5 Assessing data
This chapter is taken integrally from Chapter 2 of the Snappy Data Management textbook by Colin Conrad.
5.1 Cleaning: data is messy
Data may be transforming everything about our lives, though it is amazing how little the public knows about it. In 2012, analysts estimated that 90% of the world’s data had come into existence in the previous two years (Ridsdale et al., n.d.), and by 2019 the World Economic Forum estimated that there were 44 zettabytes of data in existence, which is around 40 times more bytes than there are stars in the observable universe (Saha 2019). It’s almost as if the amount of data being generated is expanding faster than the universe.
But why is this the case? Why is there so much data being generated, and so quickly? In the previous chapter, we discussed how a prior explosion of software has fundamentally changed our society. With the advent of the software revolution, and especially mobile computing, there are now hundreds of thousands of sensors, processes, and devices generating data every second (Scoble, Israel, and Benioff 2014). Software has consumed our lives, and as a result, is generating unfathomable amounts of data.
From a manager’s perspective, the data that is usually most interesting to us are those data generated by our information systems. Whether these systems are e-commerce platforms like Shopify, customer-relationship management (CRM) tools like Salesforce, or enterprise resource planning (ERP) systems like SAP; data is being generated through our interactions with these systems. In the context of the 2020s, this data is not only being generated but is largely generated on the internet using cloud software. Gartner predicts that in 2023, the market for end users of cloud software will be just over $600 billion, representing almost 50% of all information technology spending (“Gartner Forecasts Worldwide Public Cloud End-User Spending to Reach Nearly $600 Billion in 2023,” n.d.).

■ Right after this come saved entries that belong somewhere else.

// src/main.rs
use log::info;
use std::sync::Arc;

use token_bench::{
    benchmark::RefreshOrchestrator,
    config,
    error::BenchError,
    history::RefreshHistory,
    ledger::JobLedger,
    locks::RefreshLockManager,
    metrics::Metrics,
    providers::{InMemorySnapshotStore, StaticFileProvider},
    rate_limit::{RateLimitConfig, RateLimiter},
    utils::{setup_logging, TokenResourceKey},
};

#[tokio::main]
async fn main() -> Result<(), BenchError> {
    setup_logging().expect("Failed to initialize logging");
    info!("🚀 Token benchmark refresh service starting...");

    // --- Configuration & Initialization ---
    let app_config = config::load_config()?;

    let metrics = Arc::new(Metrics::new(app_config.metrics_log_path.as_deref()));
    let provider = Arc::new(StaticFileProvider::from_path(
        &app_config.token_fixtures_path,
    )?);
    let keys: Vec<TokenResourceKey> = provider
        .known_tokens()
        .into_iter()
        .map(|(chain_id, contract)| TokenResourceKey::holder_benchmark(chain_id, contract))
        .collect();
    info!("Tracking {} token resource keys", keys.len());

    let limiter = Arc::new(RateLimiter::new(RateLimitConfig {
        ceiling: app_config.rate_limit_ceiling,
        window: std::time::Duration::from_secs(app_config.rate_limit_window_secs),
    }));

    let orchestrator = Arc::new(RefreshOrchestrator::new(
        app_config.clone(),
        Arc::new(JobLedger::new()),
        RefreshLockManager::new(),
        Arc::new(RefreshHistory::new()),
        limiter,
        provider,
        Arc::new(InMemorySnapshotStore::new()),
        metrics.clone(),
    ));

    // --- Periodic refresh cycle ---
    let cycle_orchestrator = orchestrator.clone();
    let cycle_keys = keys.clone();
    let cycle_interval = app_config.cycle_interval_seconds;
    tokio::spawn(async move {
        let mut cycle_count: u64 = 0;
        let mut interval =
            tokio::time::interval(std::time::Duration::from_secs(cycle_interval));

        loop {
            interval.tick().await;
            cycle_count += 1;

            let served = cycle_orchestrator.run_refresh_cycle(&cycle_keys).await;
            info!(
                "🔄 Refresh cycle #{} complete: {}/{} keys served",
                cycle_count,
                served,
                cycle_keys.len()
            );

            if cycle_count % 10 == 0 {
                cycle_orchestrator.metrics().log_summary();
            }
        }
    });

    info!("✅ Refresh orchestrator running. Press CTRL-C to exit.");
    tokio::signal::ctrl_c()
        .await
        .map_err(|e| BenchError::Unknown(format!("Failed to listen for ctrl-c: {}", e)))?;

    info!("🛑 Shutting down gracefully...");
    metrics.log_summary();

    Ok(())
}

One advantage of modern cloud computing is that it makes data highly accessible to managers who wish to use it. Supported by modern data exchange protocols, most enterprise applications seamlessly integrate with business intelligence software, including Excel, Power BI, and Tableau. Business intelligence is also usually supported through an intermediary analytics layer that is either maintained by an organization or is part of an enterprise software suite. Figure 2.1 illustrates this concept.
While modern technology is great, the ease of data exchange also raises new pressures on people who make data-driven decisions. Much of the data that is available to you will be formatted in ways that are difficult to interpret or with frustrating errors.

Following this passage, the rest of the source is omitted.